→ Task directions: Word for word, print the entries that follow.

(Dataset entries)
☆ ☆ ☆ ☆
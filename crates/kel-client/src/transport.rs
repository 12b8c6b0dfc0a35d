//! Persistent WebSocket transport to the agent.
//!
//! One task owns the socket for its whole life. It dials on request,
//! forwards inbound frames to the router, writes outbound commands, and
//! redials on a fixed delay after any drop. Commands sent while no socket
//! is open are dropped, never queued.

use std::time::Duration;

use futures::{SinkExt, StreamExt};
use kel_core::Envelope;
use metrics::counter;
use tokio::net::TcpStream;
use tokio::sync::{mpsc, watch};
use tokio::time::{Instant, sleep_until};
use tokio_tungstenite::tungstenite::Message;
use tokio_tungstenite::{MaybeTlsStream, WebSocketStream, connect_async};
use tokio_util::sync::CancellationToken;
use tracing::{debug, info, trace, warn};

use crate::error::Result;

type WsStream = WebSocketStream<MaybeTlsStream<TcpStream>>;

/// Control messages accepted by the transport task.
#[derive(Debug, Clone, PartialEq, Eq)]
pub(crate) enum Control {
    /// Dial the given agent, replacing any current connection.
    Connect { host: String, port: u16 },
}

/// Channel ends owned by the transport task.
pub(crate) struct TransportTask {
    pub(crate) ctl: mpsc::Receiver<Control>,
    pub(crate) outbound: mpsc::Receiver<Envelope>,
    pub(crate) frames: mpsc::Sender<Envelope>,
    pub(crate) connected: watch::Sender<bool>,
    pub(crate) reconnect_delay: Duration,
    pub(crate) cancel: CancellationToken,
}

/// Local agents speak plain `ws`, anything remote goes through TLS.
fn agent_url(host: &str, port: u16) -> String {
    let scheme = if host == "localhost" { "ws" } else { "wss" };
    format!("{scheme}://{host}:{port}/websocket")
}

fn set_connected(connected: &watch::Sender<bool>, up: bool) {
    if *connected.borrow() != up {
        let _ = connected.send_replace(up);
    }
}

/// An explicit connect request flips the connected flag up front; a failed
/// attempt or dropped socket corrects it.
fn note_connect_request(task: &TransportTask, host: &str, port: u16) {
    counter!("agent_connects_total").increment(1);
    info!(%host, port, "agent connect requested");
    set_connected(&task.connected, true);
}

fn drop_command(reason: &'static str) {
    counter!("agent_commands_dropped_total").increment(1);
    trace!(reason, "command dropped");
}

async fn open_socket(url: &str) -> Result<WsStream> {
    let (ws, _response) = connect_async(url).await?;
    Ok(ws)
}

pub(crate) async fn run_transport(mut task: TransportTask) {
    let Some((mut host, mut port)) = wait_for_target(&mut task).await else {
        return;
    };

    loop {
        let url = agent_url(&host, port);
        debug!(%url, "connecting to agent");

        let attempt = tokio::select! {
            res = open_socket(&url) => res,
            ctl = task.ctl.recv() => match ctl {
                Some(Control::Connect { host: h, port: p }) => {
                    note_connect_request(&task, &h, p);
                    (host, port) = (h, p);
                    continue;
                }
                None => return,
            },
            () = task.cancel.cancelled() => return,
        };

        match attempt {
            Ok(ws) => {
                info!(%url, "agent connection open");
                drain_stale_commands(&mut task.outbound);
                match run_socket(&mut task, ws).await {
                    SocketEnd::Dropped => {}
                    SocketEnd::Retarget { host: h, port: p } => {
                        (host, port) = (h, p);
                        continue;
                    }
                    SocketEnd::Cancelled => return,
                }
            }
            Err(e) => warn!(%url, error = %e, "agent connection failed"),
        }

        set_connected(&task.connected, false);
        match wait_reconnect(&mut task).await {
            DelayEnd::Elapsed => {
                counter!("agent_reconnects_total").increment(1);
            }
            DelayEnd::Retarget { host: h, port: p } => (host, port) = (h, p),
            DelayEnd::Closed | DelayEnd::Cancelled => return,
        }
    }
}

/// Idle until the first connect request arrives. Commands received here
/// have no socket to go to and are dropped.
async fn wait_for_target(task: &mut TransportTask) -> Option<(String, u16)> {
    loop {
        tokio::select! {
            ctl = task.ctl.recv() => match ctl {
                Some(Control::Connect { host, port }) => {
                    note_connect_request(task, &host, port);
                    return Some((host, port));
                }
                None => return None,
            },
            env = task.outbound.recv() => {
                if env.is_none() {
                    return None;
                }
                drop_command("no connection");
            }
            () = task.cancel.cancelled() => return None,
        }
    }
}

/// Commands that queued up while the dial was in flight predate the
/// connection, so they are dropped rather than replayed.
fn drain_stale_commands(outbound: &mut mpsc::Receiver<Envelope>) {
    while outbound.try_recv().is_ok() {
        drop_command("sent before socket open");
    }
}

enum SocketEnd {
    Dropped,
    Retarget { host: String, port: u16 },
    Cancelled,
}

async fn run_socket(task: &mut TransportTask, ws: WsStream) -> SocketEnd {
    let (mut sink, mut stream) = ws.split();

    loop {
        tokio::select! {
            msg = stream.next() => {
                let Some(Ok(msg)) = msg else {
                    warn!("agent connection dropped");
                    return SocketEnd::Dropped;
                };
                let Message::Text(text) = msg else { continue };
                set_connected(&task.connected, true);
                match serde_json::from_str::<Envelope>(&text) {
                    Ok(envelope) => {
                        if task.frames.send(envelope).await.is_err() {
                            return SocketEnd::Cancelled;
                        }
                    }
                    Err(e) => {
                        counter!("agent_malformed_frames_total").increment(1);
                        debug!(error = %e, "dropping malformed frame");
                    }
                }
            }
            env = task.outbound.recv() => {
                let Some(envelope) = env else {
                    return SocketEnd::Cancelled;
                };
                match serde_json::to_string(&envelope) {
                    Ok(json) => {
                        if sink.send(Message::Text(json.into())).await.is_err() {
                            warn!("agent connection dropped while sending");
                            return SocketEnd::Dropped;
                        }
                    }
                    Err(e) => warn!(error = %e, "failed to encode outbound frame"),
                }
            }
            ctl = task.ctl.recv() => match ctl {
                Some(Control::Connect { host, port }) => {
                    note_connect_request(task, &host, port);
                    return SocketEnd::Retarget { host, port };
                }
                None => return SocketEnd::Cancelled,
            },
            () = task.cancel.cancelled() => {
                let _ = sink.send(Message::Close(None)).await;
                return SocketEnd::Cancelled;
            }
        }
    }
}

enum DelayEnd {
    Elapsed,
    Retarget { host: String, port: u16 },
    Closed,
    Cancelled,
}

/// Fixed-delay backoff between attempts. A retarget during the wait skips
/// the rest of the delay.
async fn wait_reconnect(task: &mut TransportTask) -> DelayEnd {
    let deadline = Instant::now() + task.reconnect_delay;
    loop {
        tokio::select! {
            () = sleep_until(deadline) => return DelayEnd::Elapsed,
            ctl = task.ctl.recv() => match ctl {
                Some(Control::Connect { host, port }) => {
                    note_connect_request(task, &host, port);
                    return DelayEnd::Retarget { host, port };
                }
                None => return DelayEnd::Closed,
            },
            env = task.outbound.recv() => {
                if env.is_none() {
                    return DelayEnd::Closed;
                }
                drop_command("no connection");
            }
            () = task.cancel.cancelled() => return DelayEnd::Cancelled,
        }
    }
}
☆ ☆ ☆ ☆
→ Answer to the exercise:
filename crates/kel-client/src/transport.rs
repository 12b8c6b0dfc0a35d
//! Persistent WebSocket transport to the agent.
//!
//! One task owns the socket for its whole life. It dials on request,
//! forwards inbound frames to the router, writes outbound commands, and
//! redials on a fixed delay after any drop. Commands sent while no socket
//! is open are dropped, never queued.

use std::time::Duration;

use futures::{SinkExt, StreamExt};
use kel_core::Envelope;
use metrics::counter;
use tokio::net::TcpStream;
use tokio::sync::{mpsc, watch};
use tokio::time::{Instant, sleep_until};
use tokio_tungstenite::tungstenite::Message;
use tokio_tungstenite::{MaybeTlsStream, WebSocketStream, connect_async};
use tokio_util::sync::CancellationToken;
use tracing::{debug, info, trace, warn};

use crate::error::Result;

type WsStream = WebSocketStream<MaybeTlsStream<TcpStream>>;

/// Control messages accepted by the transport task.
#[derive(Debug, Clone, PartialEq, Eq)]
pub(crate) enum Control {
    /// Dial the given agent, replacing any current connection.
    Connect { host: String, port: u16 },
}

/// Channel ends owned by the transport task.
pub(crate) struct TransportTask {
    pub(crate) ctl: mpsc::Receiver<Control>,
    pub(crate) outbound: mpsc::Receiver<Envelope>,
    pub(crate) frames: mpsc::Sender<Envelope>,
    pub(crate) connected: watch::Sender<bool>,
    pub(crate) reconnect_delay: Duration,
    pub(crate) cancel: CancellationToken,
}

/// Local agents speak plain `ws`, anything remote goes through TLS.
fn agent_url(host: &str, port: u16) -> String {
    let scheme = if host == "localhost" { "ws" } else { "wss" };
    format!("{scheme}://{host}:{port}/websocket")
}

fn set_connected(connected: &watch::Sender<bool>, up: bool) {
    if *connected.borrow() != up {
        let _ = connected.send_replace(up);
    }
}

/// An explicit connect request flips the connected flag up front; a failed
/// attempt or dropped socket corrects it.
fn note_connect_request(task: &TransportTask, host: &str, port: u16) {
    counter!("agent_connects_total").increment(1);
    info!(%host, port, "agent connect requested");
    set_connected(&task.connected, true);
}

fn drop_command(reason: &'static str) {
    counter!("agent_commands_dropped_total").increment(1);
    trace!(reason, "command dropped");
}

async fn open_socket(url: &str) -> Result<WsStream> {
    let (ws, _response) = connect_async(url).await?;
    Ok(ws)
}

pub(crate) async fn run_transport(mut task: TransportTask) {
    let Some((mut host, mut port)) = wait_for_target(&mut task).await else {
        return;
    };

    loop {
        let url = agent_url(&host, port);
        debug!(%url, "connecting to agent");

        let attempt = tokio::select! {
            res = open_socket(&url) => res,
            ctl = task.ctl.recv() => match ctl {
                Some(Control::Connect { host: h, port: p }) => {
                    note_connect_request(&task, &h, p);
                    (host, port) = (h, p);
                    continue;
                }
                None => return,
            },
            () = task.cancel.cancelled() => return,
        };

        match attempt {
            Ok(ws) => {
                info!(%url, "agent connection open");
                drain_stale_commands(&mut task.outbound);
                match run_socket(&mut task, ws).await {
                    SocketEnd::Dropped => {}
                    SocketEnd::Retarget { host: h, port: p } => {
                        (host, port) = (h, p);
                        continue;
                    }
                    SocketEnd::Cancelled => return,
                }
            }
            Err(e) => warn!(%url, error = %e, "agent connection failed"),
        }

        set_connected(&task.connected, false);
        match wait_reconnect(&mut task).await {
            DelayEnd::Elapsed => {
                counter!("agent_reconnects_total").increment(1);
            }
            DelayEnd::Retarget { host: h, port: p } => (host, port) = (h, p),
            DelayEnd::Closed | DelayEnd::Cancelled => return,
        }
    }
}

/// Idle until the first connect request arrives. Commands received here
/// have no socket to go to and are dropped.
async fn wait_for_target(task: &mut TransportTask) -> Option<(String, u16)> {
    loop {
        tokio::select! {
            ctl = task.ctl.recv() => match ctl {
                Some(Control::Connect { host, port }) => {
                    note_connect_request(task, &host, port);
                    return Some((host, port));
                }
                None => return None,
            },
            env = task.outbound.recv() => {
                if env.is_none() {
                    return None;
                }
                drop_command("no connection");
            }
            () = task.cancel.cancelled() => return None,
        }
    }
}

/// Commands that queued up while the dial was in flight predate the
/// connection, so they are dropped rather than replayed.
fn drain_stale_commands(outbound: &mut mpsc::Receiver<Envelope>) {
    while outbound.try_recv().is_ok() {
        drop_command("sent before socket open");
    }
}

enum SocketEnd {
    Dropped,
    Retarget { host: String, port: u16 },
    Cancelled,
}

async fn run_socket(task: &mut TransportTask, ws: WsStream) -> SocketEnd {
    let (mut sink, mut stream) = ws.split();

    loop {
        tokio::select! {
            msg = stream.next() => {
                let Some(Ok(msg)) = msg else {
                    warn!("agent connection dropped");
                    return SocketEnd::Dropped;
                };
                let Message::Text(text) = msg else { continue };
                set_connected(&task.connected, true);
                match serde_json::from_str::<Envelope>(&text) {
                    Ok(envelope) => {
                        if task.frames.send(envelope).await.is_err() {
                            return SocketEnd::Cancelled;
                        }
                    }
                    Err(e) => {
                        counter!("agent_malformed_frames_total").increment(1);
                        debug!(error = %e, "dropping malformed frame");
                    }
                }
            }
            env = task.outbound.recv() => {
                let Some(envelope) = env else {
                    return SocketEnd::Cancelled;
                };
                match serde_json::to_string(&envelope) {
                    Ok(json) => {
                        if sink.send(Message::Text(json.into())).await.is_err() {
                            warn!("agent connection dropped while sending");
                            return SocketEnd::Dropped;
                        }
                    }
                    Err(e) => warn!(error = %e, "failed to encode outbound frame"),
                }
            }
            ctl = task.ctl.recv() => match ctl {
                Some(Control::Connect { host, port }) => {
                    note_connect_request(task, &host, port);
                    return SocketEnd::Retarget { host, port };
                }
                None => return SocketEnd::Cancelled,
            },
            () = task.cancel.cancelled() => {
                let _ = sink.send(Message::Close(None)).await;
                return SocketEnd::Cancelled;
            }
        }
    }
}

enum DelayEnd {
    Elapsed,
    Retarget { host: String, port: u16 },
    Closed,
    Cancelled,
}

/// Fixed-delay backoff between attempts. A retarget during the wait skips
/// the rest of the delay.
async fn wait_reconnect(task: &mut TransportTask) -> DelayEnd {
    let deadline = Instant::now() + task.reconnect_delay;
    loop {
        tokio::select! {
            () = sleep_until(deadline) => return DelayEnd::Elapsed,
            ctl = task.ctl.recv() => match ctl {
                Some(Control::Connect { host, port }) => {
                    note_connect_request(task, &host, port);
                    return DelayEnd::Retarget { host, port };
                }
                None => return DelayEnd::Closed,
            },
            env = task.outbound.recv() => {
                if env.is_none() {
                    return DelayEnd::Closed;
                }
                drop_command("no connection");
            }
            () = task.cancel.cancelled() => return DelayEnd::Cancelled,
        }
    }
}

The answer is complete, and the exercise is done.